Yazıcı has been also accused of “sending a subliminal message for a coup d’état” in a TV commercial aired on behalf of the paper approximately nine months before the failed coup attempt along with Yakup Şimşek, the Brand Marketing Director of the Zaman daily, and Tibet Sanlıman, owner of Vietnam, a creative advertising company. The ad was part of promotional campaign by Zaman daily to attract new readers.
The commercial aired about 40 days on TV networks and nobody had expressed any concern or launched any investigation at the time. In fact, there is no such provision in Turkish Penal Code as sending subliminal message. In the fourth hearing on June 23, 2017, Yazıcı’s lawyer said his client has been behind bars for months just for watching the commercial before it went viral.
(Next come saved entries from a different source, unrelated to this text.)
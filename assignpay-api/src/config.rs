/// Configuration management for the API server
///
/// This module loads configuration from environment variables and provides
/// a type-safe configuration struct.
///
/// # Environment Variables
///
/// - `API_HOST`: Host to bind to (default: 0.0.0.0)
/// - `API_PORT`: Port to bind to (default: 8080)
/// - `API_PRODUCTION`: Enables HSTS (default: false)
/// - `CORS_ORIGINS`: Comma-separated allowed origins (default: `*`)
/// - `DATABASE_URL`: PostgreSQL connection string (optional; in-memory stores when unset)
/// - `DATABASE_MAX_CONNECTIONS`: Pool size (default: 10)
/// - `JWT_SECRET`: Secret key for JWT signing (required, at least 32 characters)
/// - `SUBMISSION_DEFAULT_AMOUNT`: Fee pre-filled on new drafts (default: 20)
/// - `SUBMISSION_PARTIAL_FAILURE_POLICY`: `retain` or `compensate` (default: retain)
/// - `LOG_FORMAT`: `json` for JSON logs, anything else for text
/// - `RUST_LOG`: Log filter (default: assignpay_api=debug,assignpay_shared=info,tower_http=debug)
///
/// # Example
///
/// ```no_run
/// use assignpay_api::config::Config;
///
/// # async fn example() -> anyhow::Result<()> {
/// let config = Config::from_env()?;
/// println!("Server will listen on {}:{}", config.api.host, config.api.port);
/// # Ok(())
/// # }
/// ```

use anyhow::Context;
use assignpay_shared::models::payment::{is_storable_amount, max_amount};
use assignpay_shared::submission::draft::default_amount;
use assignpay_shared::submission::PartialFailurePolicy;
use rust_decimal::Decimal;
use serde::{Deserialize, Serialize};
use std::env;

/// Complete application configuration
#[derive(Debug, Clone, Serialize, Deserialize)]
pub struct Config {
    /// API server configuration
    pub api: ApiConfig,

    /// Database configuration (None selects the in-memory stores)
    pub database: Option<DatabaseConfig>,

    /// JWT configuration
    pub jwt: JwtConfig,

    /// Submission workflow settings
    pub submission: SubmissionConfig,

    /// Log output settings
    pub logging: LoggingConfig,
}

/// API server configuration
#[derive(Debug, Clone, Serialize, Deserialize)]
pub struct ApiConfig {
    /// Host to bind to
    pub host: String,

    /// Port to bind to
    pub port: u16,

    /// Production mode (turns on HSTS)
    pub production: bool,

    /// Allowed CORS origins; `*` allows any
    pub cors_origins: Vec<String>,
}

/// Database configuration
#[derive(Debug, Clone, Serialize, Deserialize)]
pub struct DatabaseConfig {
    /// PostgreSQL connection URL
    pub url: String,

    /// Maximum number of connections in pool
    pub max_connections: u32,
}

/// JWT configuration
#[derive(Debug, Clone, Serialize, Deserialize)]
pub struct JwtConfig {
    /// Secret key for JWT signing
    ///
    /// IMPORTANT: This must be kept secret and should be at least 32 bytes.
    /// Generate with: `openssl rand -hex 32`
    pub secret: String,
}

/// Submission workflow configuration
#[derive(Debug, Clone, Serialize, Deserialize)]
pub struct SubmissionConfig {
    /// Fee amount pre-filled on new drafts
    pub default_amount: Decimal,

    /// What happens to the assignment when the payment insert fails
    pub partial_failure_policy: PartialFailurePolicy,
}

impl Default for SubmissionConfig {
    fn default() -> Self {
        Self {
            default_amount: default_amount(),
            partial_failure_policy: PartialFailurePolicy::default(),
        }
    }
}

/// Log output configuration
#[derive(Debug, Clone, Default, Serialize, Deserialize)]
pub struct LoggingConfig {
    /// Emit JSON lines instead of human-readable text
    pub json: bool,
}

fn parse_bool(value: &str) -> bool {
    matches!(value.to_ascii_lowercase().as_str(), "1" | "true" | "yes" | "on")
}

impl Config {
    /// Loads configuration from environment variables
    ///
    /// # Errors
    ///
    /// Returns an error if:
    /// - `JWT_SECRET` is missing or shorter than 32 characters
    /// - Environment variables have invalid values
    pub fn from_env() -> anyhow::Result<Self> {
        // Load .env file if present (for development)
        dotenvy::dotenv().ok();

        Self::from_lookup(|key| env::var(key).ok())
    }

    /// Builds configuration from an arbitrary variable source
    pub fn from_lookup<F>(var: F) -> anyhow::Result<Self>
    where
        F: Fn(&str) -> Option<String>,
    {
        let api_host = var("API_HOST").unwrap_or_else(|| "0.0.0.0".to_string());
        let api_port = var("API_PORT")
            .unwrap_or_else(|| "8080".to_string())
            .parse::<u16>()
            .context("API_PORT must be a valid port number")?;
        let production = var("API_PRODUCTION").map(|v| parse_bool(&v)).unwrap_or(false);
        let cors_origins = var("CORS_ORIGINS")
            .unwrap_or_else(|| "*".to_string())
            .split(',')
            .map(|origin| origin.trim().to_string())
            .filter(|origin| !origin.is_empty())
            .collect();

        let database = match var("DATABASE_URL").filter(|url| !url.is_empty()) {
            Some(url) => {
                let max_connections = var("DATABASE_MAX_CONNECTIONS")
                    .unwrap_or_else(|| "10".to_string())
                    .parse::<u32>()
                    .context("DATABASE_MAX_CONNECTIONS must be a positive integer")?;
                Some(DatabaseConfig {
                    url,
                    max_connections,
                })
            }
            None => None,
        };

        let jwt_secret = var("JWT_SECRET")
            .ok_or_else(|| anyhow::anyhow!("JWT_SECRET environment variable is required"))?;

        if jwt_secret.len() < 32 {
            anyhow::bail!("JWT_SECRET must be at least 32 characters long");
        }

        let default_amount = match var("SUBMISSION_DEFAULT_AMOUNT") {
            Some(raw) => raw
                .parse::<Decimal>()
                .context("SUBMISSION_DEFAULT_AMOUNT must be a decimal number")?,
            None => default_amount(),
        };
        if !is_storable_amount(default_amount) {
            anyhow::bail!(
                "SUBMISSION_DEFAULT_AMOUNT must be positive, in whole cents, and at most {}",
                max_amount()
            );
        }

        let partial_failure_policy = match var("SUBMISSION_PARTIAL_FAILURE_POLICY") {
            Some(raw) => raw.parse::<PartialFailurePolicy>().map_err(anyhow::Error::msg)?,
            None => PartialFailurePolicy::default(),
        };

        let json_logs = var("LOG_FORMAT")
            .map(|v| v.eq_ignore_ascii_case("json"))
            .unwrap_or(false);

        Ok(Self {
            api: ApiConfig {
                host: api_host,
                port: api_port,
                production,
                cors_origins,
            },
            database,
            jwt: JwtConfig { secret: jwt_secret },
            submission: SubmissionConfig {
                default_amount,
                partial_failure_policy,
            },
            logging: LoggingConfig { json: json_logs },
        })
    }

    /// Returns the server bind address
    pub fn bind_address(&self) -> String {
        format!("{}:{}", self.api.host, self.api.port)
    }
}

#[cfg(test)]
mod tests {
    use super::*;
    use std::collections::HashMap;

    const SECRET: &str = "test-secret-key-at-least-32-bytes-long";

    fn load(pairs: &[(&str, &str)]) -> anyhow::Result<Config> {
        let vars: HashMap<String, String> = pairs
            .iter()
            .map(|(k, v)| (k.to_string(), v.to_string()))
            .collect();
        Config::from_lookup(|key| vars.get(key).cloned())
    }

    #[test]
    fn test_defaults() {
        let config = load(&[("JWT_SECRET", SECRET)]).unwrap();

        assert_eq!(config.bind_address(), "0.0.0.0:8080");
        assert!(!config.api.production);
        assert_eq!(config.api.cors_origins, vec!["*".to_string()]);
        assert!(config.database.is_none());
        assert_eq!(config.submission.default_amount, Decimal::new(20, 0));
        assert_eq!(
            config.submission.partial_failure_policy,
            PartialFailurePolicy::Retain
        );
        assert!(!config.logging.json);
    }

    #[test]
    fn test_overrides() {
        let config = load(&[
            ("JWT_SECRET", SECRET),
            ("API_HOST", "127.0.0.1"),
            ("API_PORT", "3000"),
            ("API_PRODUCTION", "true"),
            ("CORS_ORIGINS", "https://a.example, https://b.example"),
            ("DATABASE_URL", "postgresql://localhost/assignpay"),
            ("DATABASE_MAX_CONNECTIONS", "4"),
            ("SUBMISSION_DEFAULT_AMOUNT", "35.50"),
            ("SUBMISSION_PARTIAL_FAILURE_POLICY", "compensate"),
            ("LOG_FORMAT", "JSON"),
        ])
        .unwrap();

        assert_eq!(config.bind_address(), "127.0.0.1:3000");
        assert!(config.api.production);
        assert_eq!(config.api.cors_origins.len(), 2);
        assert_eq!(config.database.as_ref().map(|d| d.max_connections), Some(4));
        assert_eq!(config.submission.default_amount, Decimal::new(3550, 2));
        assert_eq!(
            config.submission.partial_failure_policy,
            PartialFailurePolicy::Compensate
        );
        assert!(config.logging.json);
    }

    #[test]
    fn test_jwt_secret_required_and_long_enough() {
        assert!(load(&[]).is_err());
        assert!(load(&[("JWT_SECRET", "short")]).is_err());
    }

    #[test]
    fn test_invalid_values_rejected() {
        assert!(load(&[("JWT_SECRET", SECRET), ("API_PORT", "http")]).is_err());
        assert!(load(&[("JWT_SECRET", SECRET), ("SUBMISSION_DEFAULT_AMOUNT", "0")]).is_err());
        assert!(load(&[("JWT_SECRET", SECRET), ("SUBMISSION_DEFAULT_AMOUNT", "0.005")]).is_err());
        assert!(load(&[
            ("JWT_SECRET", SECRET),
            ("SUBMISSION_DEFAULT_AMOUNT", "100000000")
        ])
        .is_err());
        assert!(load(&[
            ("JWT_SECRET", SECRET),
            ("SUBMISSION_PARTIAL_FAILURE_POLICY", "rollback")
        ])
        .is_err());
    }
}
During previous hearings Fevzi Yazıcı denied accusations. “I am a journalist. I am an artist. I have nothing to do with coup attempt. Zaman was a newspaper that was taking adds from public and governmental institutions, moreover government leaders were giving interviews to, at the time I was working there,” said senior design director.
Yazıcı has been an advocate of creative new designs for the Turkish press. Zaman was his pet project when the daily tapped him to use his talent to redesign the newspaper in a new revolutionary layout and brought him from the US in 2002. His creative works rattled Turkish media community initially that wanted to stick to the traditional page layouts and criticized new experiments on page designs. Yet he managed to turn Zaman into an international brand among news designers, bringing Zaman and its sister publications numerous international awards. He is the architect of Newspaper Design Days, a weeklong unique symposium that attracted hundreds of students from all over Turkey and brought talented designers from all over the world.
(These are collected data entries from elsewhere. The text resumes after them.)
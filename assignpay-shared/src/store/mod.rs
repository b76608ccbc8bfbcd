/// Persistence collaborators
///
/// The submission workflow and the identity layer never talk to sqlx
/// directly; they go through these traits so the backing store can be swapped.
///
/// # Implementations
///
/// - [`postgres::PgStore`]: PostgreSQL via the models in [`crate::models`]
/// - [`memory::MemoryStore`]: process-local maps, for tests and local runs
///   without a database. Supports injected write failures.
///
/// # Thread Safety
///
/// Implementations must be `Send + Sync` to live in axum state behind an `Arc`.

use async_trait::async_trait;
use uuid::Uuid;

use crate::models::assignment::{Assignment, CreateAssignment};
use crate::models::payment::{CreatePayment, Payment};
use crate::models::user::{CreateUser, User};

pub mod memory;
pub mod postgres;

/// Errors returned by a store implementation
#[derive(Debug, Clone, PartialEq, Eq, thiserror::Error)]
pub enum StoreError {
    /// A unique constraint rejected the write (e.g. duplicate email)
    #[error("conflict: {0}")]
    Conflict(String),

    /// Any other constraint rejected the write (e.g. dangling foreign key)
    #[error("constraint violation: {0}")]
    Constraint(String),

    /// The referenced row does not exist
    #[error("not found: {0}")]
    NotFound(String),

    /// Backend failure (connection, serialization, poisoned lock)
    #[error("storage backend error: {0}")]
    Backend(String),
}

impl From<sqlx::Error> for StoreError {
    fn from(err: sqlx::Error) -> Self {
        match err {
            sqlx::Error::RowNotFound => StoreError::NotFound("row not found".to_string()),
            sqlx::Error::Database(db_err) => {
                let constraint = db_err.constraint().unwrap_or("unknown").to_string();
                if db_err.is_unique_violation() {
                    StoreError::Conflict(constraint)
                } else if db_err.is_foreign_key_violation() || db_err.is_check_violation() {
                    StoreError::Constraint(constraint)
                } else {
                    StoreError::Backend(db_err.to_string())
                }
            }
            other => StoreError::Backend(other.to_string()),
        }
    }
}

/// Table-oriented persistence for assignments and payments
#[async_trait]
pub trait SubmissionStore: Send + Sync {
    /// Inserts into `assignments` and returns the stored row with its new ID
    async fn insert_assignment(&self, data: CreateAssignment) -> Result<Assignment, StoreError>;

    /// Inserts into `payments`; the referenced assignment must already exist
    async fn insert_payment(&self, data: CreatePayment) -> Result<Payment, StoreError>;

    /// Removes an assignment; only used to compensate a failed payment write
    async fn delete_assignment(&self, id: Uuid) -> Result<bool, StoreError>;

    async fn find_assignment(&self, id: Uuid) -> Result<Option<Assignment>, StoreError>;

    /// The user's assignments, newest first
    async fn list_assignments(&self, user_id: Uuid) -> Result<Vec<Assignment>, StoreError>;

    /// The user's payments, newest first
    async fn list_payments(&self, user_id: Uuid) -> Result<Vec<Payment>, StoreError>;

    /// Payments recorded against one assignment, oldest first
    async fn list_payments_for_assignment(
        &self,
        assignment_id: Uuid,
    ) -> Result<Vec<Payment>, StoreError>;

    /// Cheap reachability check for `/health`
    async fn ping(&self) -> Result<(), StoreError>;
}

/// Account persistence used by the identity layer
#[async_trait]
pub trait UserStore: Send + Sync {
    /// Creates an account; duplicate emails fail with [`StoreError::Conflict`]
    async fn create_user(&self, data: CreateUser) -> Result<User, StoreError>;

    /// Case-insensitive lookup by email
    async fn find_user_by_email(&self, email: &str) -> Result<Option<User>, StoreError>;

    async fn find_user_by_id(&self, id: Uuid) -> Result<Option<User>, StoreError>;

    /// Stamps `last_login_at`
    async fn touch_last_login(&self, id: Uuid) -> Result<(), StoreError>;
}
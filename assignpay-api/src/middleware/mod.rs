/// Middleware modules for the API server
///
/// This module contains custom middleware for:
/// - Security headers
/// - Refusing concurrent submissions from one user

pub mod security;
pub mod submission_guard;
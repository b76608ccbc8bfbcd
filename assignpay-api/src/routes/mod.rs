/// API route handlers
///
/// This module contains all route handlers organized by resource:
///
/// - `health`: Health check endpoint
/// - `auth`: Account endpoints (signup, login, refresh, session)
/// - `submission`: The assignment submission page (prefill and submit)
/// - `records`: The caller's assignments and payments

pub mod auth;
pub mod health;
pub mod records;
pub mod submission;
Ironically, Yazıcı was the one who voluntarily led the re-design team for Star daily, a pro-government newspaper in 2009 when then editor-in-chief Mustafa Karaalioğlu asked for his help. The same daily brands him as terrorist now.
The other defendants who appeared in the indictment are former Zaman daily editor-on-chief Ekrem Dumanlı, former Today’s Zaman Editor-in-Chief Bülent Keneş, Samanyolu TV Washington representative Şemsettin Efe, Zaman daily journalist Abdülkerim Balcı, Zaman former deputy editor-in-chief Mehmet Kamış, Zaman executive Faruk Kardıç, Zaman culture and arts editor Ali Çolak, journalists Nazlı Ilıcak, Ahmet Altan and Mehmet Altan, Professor Osman Özsoy and academic Şükrü Tuğrul Özşengül. Of these, six were arrested, one released pending trial and others remain at large.
Turkey is the biggest jailer of journalists in the world. The most recent figures documented by the Stockholm Center for Freedom (SCF) has showed that 284 journalists and media workers are now in jails as of September 18, 2017, most in pre-trial detention languishing in notorious Turkish prisons without even a conviction. Of those in Turkish prisons, 259 are arrested pending trial, only 25 journalists remain convicted and serving time in Turkish prisons. An outstanding detention warrants remain for 135 journalists who live in exile or remain at large in Turkey.
zDetaining tens of thousands of people over alleged links to the movement, the government also closed down more than 180 media outlets after the controversial coup attempt. Turkey’s Contemporary Journalists’ Association (ÇGD) recently announced that more than 900 press cards were cancelled.